A DREAM holiday for Perth couple Tony Greenwood and Tracey Manning has ended in a charity mission that they are prepared to sell Marapana Wildlife World to fund.
With limited assistance the couple are trying to help create selfsufficient communities in the Vanuatan villages of Takara and Emau that have a dearth of resources.
They have already spent $160,000 of their own money to help the villagers survive and made several trips to the villages.
A generator, building supplies and about 12 kilometres of piping are just some of the things they have installed. It costs about $3,500 to get a container over to Vanuatu and then another $1,000 to get it to the villages.
The couple went to Vanuatu on a holiday paid for by Ms Manning’s parents.
Mr Greenwood said he noticed one of the locals being shooed away from the resort just because he had been begging for food.
"I told the hotel staff to give him some bacon and eggs and paid for it," he said.
That man turned out to be Chief Manapanga, the chief of Emau – an island village of about 1,600 people.
"That afternoon he came to me and said his family wanted to thank me. We went to see his tribe and saw they were starving. They have no food, water or power."
The couple ended up spending the rest of their Vanuatan holiday with the villagers.
Chief Manapanga is also chief of the village of Takara about two hours drive north of Vila, another settlement without basics such as power, running water or telephones.
Mr Greenwood said he had taken a generator to Takara and, most recently, a 20-foot container with building supplies, clothes and medicine.
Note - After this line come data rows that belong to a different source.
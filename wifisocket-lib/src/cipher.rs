//! Fixed-key AES-128-CBC wrapper for the encrypted part of every frame
//!
//! The sockets use one key for all devices and reuse the key as the
//! initialization vector. Both are kept here so nothing else in the crate
//! depends on how the payload is protected.

use aes::Aes128;
use aes::cipher::{BlockDecrypt, BlockEncrypt, KeyInit};

use crate::constants::BLOCK_SIZE;
use crate::error::{Result, WsError};

/// AES-128 key shared by all sockets of the protocol family
pub const PASSKEY: &[u8; 16] = b"0123456789abcdef";

/// CBC initialization vector, identical to the key
pub const INITIALIZATION_VECTOR: &[u8; 16] = PASSKEY;

/// Encrypt `plaintext` with AES-128-CBC. No padding is added.
pub fn encrypt(plaintext: &[u8]) -> Result<Vec<u8>> {
    check_block_size(plaintext.len())?;

    let cipher = Aes128::new(PASSKEY.into());
    let mut output = plaintext.to_vec();
    let mut previous = *INITIALIZATION_VECTOR;

    for chunk in output.chunks_mut(BLOCK_SIZE) {
        xor_in_place(chunk, &previous);
        cipher.encrypt_block(chunk.into());
        previous.copy_from_slice(chunk);
    }

    Ok(output)
}

/// Decrypt `ciphertext` with AES-128-CBC. Padding is left in place.
pub fn decrypt(ciphertext: &[u8]) -> Result<Vec<u8>> {
    check_block_size(ciphertext.len())?;

    let cipher = Aes128::new(PASSKEY.into());
    let mut output = ciphertext.to_vec();
    let mut previous = *INITIALIZATION_VECTOR;

    for chunk in output.chunks_mut(BLOCK_SIZE) {
        let mut current = [0u8; BLOCK_SIZE];
        current.copy_from_slice(chunk);
        cipher.decrypt_block(chunk.into());
        xor_in_place(chunk, &previous);
        previous = current;
    }

    Ok(output)
}

fn check_block_size(len: usize) -> Result<()> {
    if len.is_multiple_of(BLOCK_SIZE) {
        Ok(())
    } else {
        Err(WsError::InvalidBlockSize(len))
    }
}

fn xor_in_place(block: &mut [u8], mask: &[u8; BLOCK_SIZE]) {
    for (byte, m) in block.iter_mut().zip(mask) {
        *byte ^= m;
    }
}
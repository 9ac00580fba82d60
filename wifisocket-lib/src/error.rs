use std::array::TryFromSliceError;
use std::io;
use thiserror::Error;

/// The primary error type for the `wifisocket` library.
#[derive(Error, Debug)]
pub enum WsError {
    #[error("Timeout: no valid reply from the socket")]
    Timeout,

    #[error("Bad return data: reply failed frame validation")]
    BadReturnData,

    #[error("Transport error: {0}")]
    Transport(#[from] io::Error),

    #[error("Malformed frame: {0}")]
    MalformedFrame(String),

    #[error("Invalid input: {0}")]
    InvalidInput(String),

    #[error("Invalid block size: {0} bytes is not a multiple of 16")]
    InvalidBlockSize(usize),

    #[error("Insufficient data: expected at least {expected} bytes, got {actual}")]
    InsufficientData { expected: usize, actual: usize },

    #[error("Unexpected response: {0}")]
    UnexpectedResponse(String),

    #[error("Configuration error: {0}")]
    Config(String),
}

impl From<TryFromSliceError> for WsError {
    fn from(_: TryFromSliceError) -> Self {
        WsError::MalformedFrame("Failed to convert slice to array".to_string())
    }
}

pub type Result<T> = std::result::Result<T, WsError>;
The couple also bought out the Price Right store in Rockingham, shipped its contents over to Vanuatu and set it up as a cooperative that has proved successful.
The villagers in both settlements live in very basic accommodation. The strongest structures there are buildings left over from World War II.
Part of the aid effort is helping the villagers to build better accommodation, something seen as essential after Cyclone Ivy hit.
Mr Greenwood is also in the process of getting a 75-year lease on the "resort" of Nagar to use as a base for visiting aid workers, a medical clinic and a police station.
The couple took two nurses from Mandurah over with them on one trip.
Those nurses lasted just one week before the primitive conditions got the better of them. Mr Greenwood has persuaded a doctor friend, who has previous aid work experience, to come to the villages.
The need for a personal presence on Vanuatu has also proved necessary.
"A lot of charities are working there but the money doesn’t seem to get there," Mr Greenwood said.
"With us living there and bringing the containers over we know it will get there."
Mr Greenwood said he would like WA businesses to get behind his cause. The Mandurah community has given some assistance.